Please start at the first line of the records beneath and quote each line exactly, ending with the line containing "EncoderBlock ─► [B, S, D]".

Items from a dataset:
--------

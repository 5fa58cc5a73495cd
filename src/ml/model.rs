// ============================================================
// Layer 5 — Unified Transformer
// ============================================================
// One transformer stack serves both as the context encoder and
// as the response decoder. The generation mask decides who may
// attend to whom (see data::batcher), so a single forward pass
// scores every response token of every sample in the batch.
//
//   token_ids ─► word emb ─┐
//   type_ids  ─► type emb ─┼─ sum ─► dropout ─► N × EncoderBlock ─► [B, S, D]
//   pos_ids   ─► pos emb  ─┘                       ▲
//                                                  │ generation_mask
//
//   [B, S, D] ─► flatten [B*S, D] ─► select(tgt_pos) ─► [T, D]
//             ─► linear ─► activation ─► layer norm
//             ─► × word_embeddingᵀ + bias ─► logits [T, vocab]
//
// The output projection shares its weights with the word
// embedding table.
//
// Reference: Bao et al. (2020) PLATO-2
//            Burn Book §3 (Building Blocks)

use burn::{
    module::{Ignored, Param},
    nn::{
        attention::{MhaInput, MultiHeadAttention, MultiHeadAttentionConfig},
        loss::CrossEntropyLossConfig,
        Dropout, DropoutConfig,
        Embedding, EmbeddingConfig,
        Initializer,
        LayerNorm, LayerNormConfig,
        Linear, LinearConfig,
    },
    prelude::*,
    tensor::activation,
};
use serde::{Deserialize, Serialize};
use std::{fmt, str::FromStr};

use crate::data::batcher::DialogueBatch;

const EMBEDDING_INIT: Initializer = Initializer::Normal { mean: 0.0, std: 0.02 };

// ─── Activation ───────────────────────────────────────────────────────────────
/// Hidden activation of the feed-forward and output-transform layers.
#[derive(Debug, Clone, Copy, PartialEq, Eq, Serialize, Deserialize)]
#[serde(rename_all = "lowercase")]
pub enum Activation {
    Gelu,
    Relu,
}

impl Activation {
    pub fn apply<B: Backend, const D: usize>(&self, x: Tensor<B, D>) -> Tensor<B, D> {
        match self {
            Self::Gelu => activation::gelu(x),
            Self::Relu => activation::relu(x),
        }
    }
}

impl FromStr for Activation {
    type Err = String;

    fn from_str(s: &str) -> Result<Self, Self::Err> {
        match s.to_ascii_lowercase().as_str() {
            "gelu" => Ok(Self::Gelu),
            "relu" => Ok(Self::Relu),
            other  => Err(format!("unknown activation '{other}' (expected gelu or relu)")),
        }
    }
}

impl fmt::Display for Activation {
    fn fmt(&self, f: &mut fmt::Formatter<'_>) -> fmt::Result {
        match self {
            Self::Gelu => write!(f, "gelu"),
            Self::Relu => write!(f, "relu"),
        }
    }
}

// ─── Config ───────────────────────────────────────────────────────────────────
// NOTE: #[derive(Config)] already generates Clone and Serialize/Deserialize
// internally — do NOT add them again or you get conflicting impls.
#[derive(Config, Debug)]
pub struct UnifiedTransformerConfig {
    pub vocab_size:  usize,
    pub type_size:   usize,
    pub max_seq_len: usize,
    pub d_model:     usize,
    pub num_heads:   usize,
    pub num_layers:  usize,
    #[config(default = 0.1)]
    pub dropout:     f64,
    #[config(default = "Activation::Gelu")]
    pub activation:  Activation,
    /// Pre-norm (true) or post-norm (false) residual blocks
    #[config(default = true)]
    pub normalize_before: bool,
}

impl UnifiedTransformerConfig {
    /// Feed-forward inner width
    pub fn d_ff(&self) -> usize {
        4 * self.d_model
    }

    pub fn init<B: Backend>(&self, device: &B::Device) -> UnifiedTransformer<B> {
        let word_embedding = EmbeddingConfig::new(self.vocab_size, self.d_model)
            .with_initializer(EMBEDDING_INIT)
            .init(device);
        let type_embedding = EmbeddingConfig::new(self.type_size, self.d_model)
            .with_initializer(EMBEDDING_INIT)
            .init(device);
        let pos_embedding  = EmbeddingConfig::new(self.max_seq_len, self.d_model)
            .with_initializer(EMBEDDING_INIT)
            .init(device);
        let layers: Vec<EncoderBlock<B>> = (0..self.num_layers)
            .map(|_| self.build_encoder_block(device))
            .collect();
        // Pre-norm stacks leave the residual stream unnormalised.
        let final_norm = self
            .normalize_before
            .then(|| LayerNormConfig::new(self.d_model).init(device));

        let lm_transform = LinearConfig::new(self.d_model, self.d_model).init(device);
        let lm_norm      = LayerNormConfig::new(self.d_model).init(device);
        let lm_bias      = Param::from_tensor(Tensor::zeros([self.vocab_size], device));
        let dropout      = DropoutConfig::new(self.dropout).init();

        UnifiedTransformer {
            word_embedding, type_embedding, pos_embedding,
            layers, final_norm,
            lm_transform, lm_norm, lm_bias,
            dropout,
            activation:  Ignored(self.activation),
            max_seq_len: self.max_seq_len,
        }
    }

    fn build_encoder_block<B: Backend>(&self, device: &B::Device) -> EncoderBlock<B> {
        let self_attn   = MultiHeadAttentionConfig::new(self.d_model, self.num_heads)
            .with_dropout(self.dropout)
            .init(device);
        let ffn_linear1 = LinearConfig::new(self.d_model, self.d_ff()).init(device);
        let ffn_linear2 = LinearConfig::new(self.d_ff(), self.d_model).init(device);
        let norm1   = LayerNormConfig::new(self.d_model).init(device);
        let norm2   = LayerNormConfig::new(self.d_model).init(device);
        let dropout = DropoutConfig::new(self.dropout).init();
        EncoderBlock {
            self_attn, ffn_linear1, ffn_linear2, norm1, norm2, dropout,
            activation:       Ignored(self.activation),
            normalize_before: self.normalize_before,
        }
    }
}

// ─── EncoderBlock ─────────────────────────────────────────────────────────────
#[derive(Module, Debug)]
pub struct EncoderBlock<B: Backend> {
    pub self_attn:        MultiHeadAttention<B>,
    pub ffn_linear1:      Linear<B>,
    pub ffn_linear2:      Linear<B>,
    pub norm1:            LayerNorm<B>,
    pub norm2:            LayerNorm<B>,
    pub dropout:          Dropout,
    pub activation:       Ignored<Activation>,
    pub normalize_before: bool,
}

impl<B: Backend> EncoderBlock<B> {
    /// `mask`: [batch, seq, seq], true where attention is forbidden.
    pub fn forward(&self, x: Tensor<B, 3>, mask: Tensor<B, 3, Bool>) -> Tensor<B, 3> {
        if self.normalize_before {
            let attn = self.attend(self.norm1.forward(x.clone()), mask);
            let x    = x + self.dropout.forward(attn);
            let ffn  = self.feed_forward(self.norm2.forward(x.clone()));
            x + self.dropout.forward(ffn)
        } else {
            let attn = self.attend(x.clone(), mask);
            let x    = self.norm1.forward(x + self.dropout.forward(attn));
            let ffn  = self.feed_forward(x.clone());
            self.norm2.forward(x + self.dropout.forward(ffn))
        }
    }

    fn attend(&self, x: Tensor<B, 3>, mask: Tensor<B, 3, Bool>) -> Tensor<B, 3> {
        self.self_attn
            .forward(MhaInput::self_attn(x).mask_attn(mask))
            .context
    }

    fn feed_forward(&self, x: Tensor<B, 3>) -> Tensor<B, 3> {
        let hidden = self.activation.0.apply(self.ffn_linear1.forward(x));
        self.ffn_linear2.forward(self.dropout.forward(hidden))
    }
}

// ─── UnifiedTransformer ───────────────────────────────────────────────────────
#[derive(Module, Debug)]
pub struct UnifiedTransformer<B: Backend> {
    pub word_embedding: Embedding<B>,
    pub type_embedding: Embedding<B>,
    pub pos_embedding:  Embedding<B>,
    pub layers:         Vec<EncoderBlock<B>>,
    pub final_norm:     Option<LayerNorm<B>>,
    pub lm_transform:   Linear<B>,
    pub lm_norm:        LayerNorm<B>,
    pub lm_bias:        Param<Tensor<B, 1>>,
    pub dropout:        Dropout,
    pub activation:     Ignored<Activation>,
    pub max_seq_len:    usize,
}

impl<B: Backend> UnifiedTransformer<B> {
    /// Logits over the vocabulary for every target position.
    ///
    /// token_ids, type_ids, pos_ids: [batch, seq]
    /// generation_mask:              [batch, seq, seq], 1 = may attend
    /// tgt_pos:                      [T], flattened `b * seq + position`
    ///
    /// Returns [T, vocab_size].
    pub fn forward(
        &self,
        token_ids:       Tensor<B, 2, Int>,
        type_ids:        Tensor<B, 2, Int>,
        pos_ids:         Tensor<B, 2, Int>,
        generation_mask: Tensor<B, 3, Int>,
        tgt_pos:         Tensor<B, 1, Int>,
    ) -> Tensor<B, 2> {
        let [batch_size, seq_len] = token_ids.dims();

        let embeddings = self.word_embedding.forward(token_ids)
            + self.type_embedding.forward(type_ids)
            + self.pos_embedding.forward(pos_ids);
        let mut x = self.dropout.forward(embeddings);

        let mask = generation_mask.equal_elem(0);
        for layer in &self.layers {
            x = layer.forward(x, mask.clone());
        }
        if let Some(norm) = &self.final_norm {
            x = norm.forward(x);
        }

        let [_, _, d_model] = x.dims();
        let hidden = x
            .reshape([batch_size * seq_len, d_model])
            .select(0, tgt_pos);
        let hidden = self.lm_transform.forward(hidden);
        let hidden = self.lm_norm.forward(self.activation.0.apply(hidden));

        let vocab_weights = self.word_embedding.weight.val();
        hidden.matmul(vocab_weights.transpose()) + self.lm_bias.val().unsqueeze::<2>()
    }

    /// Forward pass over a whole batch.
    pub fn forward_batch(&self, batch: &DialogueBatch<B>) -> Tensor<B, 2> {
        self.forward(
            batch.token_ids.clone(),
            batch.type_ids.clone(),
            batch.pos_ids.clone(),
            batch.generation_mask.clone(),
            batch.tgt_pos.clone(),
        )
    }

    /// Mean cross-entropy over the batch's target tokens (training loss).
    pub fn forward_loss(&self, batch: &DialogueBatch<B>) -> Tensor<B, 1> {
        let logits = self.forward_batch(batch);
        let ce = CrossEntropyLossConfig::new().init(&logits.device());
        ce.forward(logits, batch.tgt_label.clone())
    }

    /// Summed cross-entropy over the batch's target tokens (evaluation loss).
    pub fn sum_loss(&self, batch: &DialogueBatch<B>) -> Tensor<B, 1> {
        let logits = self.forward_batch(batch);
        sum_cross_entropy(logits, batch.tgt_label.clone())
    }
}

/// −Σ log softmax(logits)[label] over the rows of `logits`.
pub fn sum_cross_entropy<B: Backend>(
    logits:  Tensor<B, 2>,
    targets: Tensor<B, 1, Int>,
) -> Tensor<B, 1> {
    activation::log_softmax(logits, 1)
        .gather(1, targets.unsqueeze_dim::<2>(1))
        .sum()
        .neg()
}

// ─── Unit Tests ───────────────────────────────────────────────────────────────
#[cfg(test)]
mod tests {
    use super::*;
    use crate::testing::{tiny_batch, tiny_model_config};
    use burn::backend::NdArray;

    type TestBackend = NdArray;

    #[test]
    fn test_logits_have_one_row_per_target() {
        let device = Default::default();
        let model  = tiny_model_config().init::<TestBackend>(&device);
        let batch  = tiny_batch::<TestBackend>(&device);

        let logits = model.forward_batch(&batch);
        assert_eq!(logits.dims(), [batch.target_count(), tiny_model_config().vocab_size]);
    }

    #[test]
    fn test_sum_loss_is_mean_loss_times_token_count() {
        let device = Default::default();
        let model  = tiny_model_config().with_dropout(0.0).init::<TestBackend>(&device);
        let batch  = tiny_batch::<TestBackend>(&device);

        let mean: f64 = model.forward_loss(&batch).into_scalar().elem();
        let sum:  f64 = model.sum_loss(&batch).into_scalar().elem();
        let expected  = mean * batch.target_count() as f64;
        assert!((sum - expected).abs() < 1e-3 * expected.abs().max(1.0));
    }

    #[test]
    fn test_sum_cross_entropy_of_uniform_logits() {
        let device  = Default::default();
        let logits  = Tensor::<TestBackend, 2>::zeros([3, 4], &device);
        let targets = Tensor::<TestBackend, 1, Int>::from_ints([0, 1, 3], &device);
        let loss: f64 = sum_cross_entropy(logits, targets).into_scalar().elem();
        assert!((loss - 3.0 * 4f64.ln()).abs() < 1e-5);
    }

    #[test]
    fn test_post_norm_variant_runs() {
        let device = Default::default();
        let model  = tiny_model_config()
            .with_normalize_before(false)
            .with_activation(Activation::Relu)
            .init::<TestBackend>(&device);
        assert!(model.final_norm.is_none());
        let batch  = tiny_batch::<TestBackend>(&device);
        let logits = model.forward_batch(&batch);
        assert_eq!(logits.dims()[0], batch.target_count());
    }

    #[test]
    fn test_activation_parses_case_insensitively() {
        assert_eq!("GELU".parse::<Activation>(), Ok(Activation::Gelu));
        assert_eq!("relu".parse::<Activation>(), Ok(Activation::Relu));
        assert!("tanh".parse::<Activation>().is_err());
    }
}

--------

WRITTEN ANSWER →
repository 5fa58cc5a73495cd
filename src/ml/model.rs
// ============================================================
// Layer 5 — Unified Transformer
// ============================================================
// One transformer stack serves both as the context encoder and
// as the response decoder. The generation mask decides who may
// attend to whom (see data::batcher), so a single forward pass
// scores every response token of every sample in the batch.
//
//   token_ids ─► word emb ─┐
//   type_ids  ─► type emb ─┼─ sum ─► dropout ─► N × EncoderBlock ─► [B, S, D]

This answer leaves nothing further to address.